И верно, Диковина говорил по-французски, но с таким же сильным акцентом, с каким говорят крестьяне в Бурбонне.

— Я с планеты Оксо, мсье Ратинье. Совсем маленькая планета, на ваших картах ее нет. Величиной с ваш департамент Алье.

— Ты сначала скажи, как это ты научился по-французски говорить, ведь прошлый раз не говорил?

Вместо ответа Диковина показал на свой ящик со светящимся табло, на сей раз он надел ящик через плечо. Он кое-как объяснил Глоду, что ящичек этот нечто вроде сверхчувствительного магнитофона, что достаточно подключить его на несколько часов к телу, чтобы извлечь из него и усвоить любую духовную субстанцию, но что на восприятие этого требуется известный промежуток времени. Глод покачивал головой с умным видом, чтобы его не приняли за последнего невежду. Поэтому он понимающе пробурчал: «Вот оно как» — и тревожно оглянулся. Не дай бог появится Бомбастый, что вызовет, как и в прошлый раз, столько треволнений, последствия коих невозможно даже предвидеть.

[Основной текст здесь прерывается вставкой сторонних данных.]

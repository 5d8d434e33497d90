//! Networking modules for the auth REST surface.
//!
//! SYSTEM CONTEXT
//! ==============
//! `api` performs the HTTP calls, `backend` wraps them behind the
//! `AuthBackend` trait the session client depends on, and `types` defines the
//! wire schema.

pub mod api;
pub mod backend;
pub mod types;
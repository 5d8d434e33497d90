//! Login page: email + password against the session client.

use leptos::prelude::*;
use leptos_router::hooks::use_navigate;

use crate::components::password_field::PasswordField;
use crate::net::types::Credentials;
use crate::state::auth::AuthState;
use crate::state::session::use_session;
use crate::util::auth::install_authed_redirect;

/// Login page. Sends logged-in users home.
#[component]
pub fn LoginPage() -> impl IntoView {
    let auth = expect_context::<RwSignal<AuthState>>();
    let session = use_session();
    install_authed_redirect(auth, use_navigate());

    let email = RwSignal::new(String::new());
    let password = RwSignal::new(String::new());
    let logging_in = Memo::new(move |_| auth.with(|s| s.is_logging_in));

    let on_submit = move |ev: leptos::ev::SubmitEvent| {
        ev.prevent_default();
        if logging_in.get_untracked() {
            return;
        }
        let credentials = Credentials { email: email.get_untracked(), password: password.get_untracked() };

        #[cfg(feature = "hydrate")]
        {
            let session = session.clone();
            leptos::task::spawn_local(async move {
                if let Err(e) = session.login(credentials).await {
                    log::debug!("login not completed: {e}");
                }
            });
        }
        #[cfg(not(feature = "hydrate"))]
        {
            let _ = (&session, credentials);
        }
    };

    view! {
        <div class="auth-page auth-page--login">
            <div class="auth-card">
                <div class="auth-card__header">
                    <h1>"Welcome Back"</h1>
                    <p class="auth-card__subtitle">"Log in to continue your journey!"</p>
                </div>
                <form class="auth-form" on:submit=on_submit>
                    <label class="auth-field">
                        <span class="auth-field__label">"Email"</span>
                        <input
                            class="auth-input"
                            type="email"
                            placeholder="you@example.com"
                            prop:value=move || email.get()
                            on:input=move |ev| email.set(event_target_value(&ev))
                        />
                    </label>
                    <PasswordField label="Password" value=password/>
                    <button class="auth-button" type="submit" disabled=move || logging_in.get()>
                        {move || if logging_in.get() { "Signing in..." } else { "Sign In" }}
                    </button>
                </form>
                <p class="auth-card__footer">
                    "Don't have an account? "
                    <a href="/signup" class="auth-link">"Create one!"</a>
                </p>
            </div>
        </div>
    }
}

— Мсье Шерасс спит, — шепнул Диковина и добавил, гордясь своим новым словарным запасом, — как сурок.

Глод тряхнул головой.

— Ты хорошо сделал! В деревне повсюду за тобой смотрят. На твоем месте я бы припрятал тарелку, так оно спокойнее будет.

— Я сам собирался вас об этом попросить, мсье Ратинье.

— А твоя машина может по земле передвигаться? Как, скажем, автомобиль?

— Гораздо лучше, чем автомобиль.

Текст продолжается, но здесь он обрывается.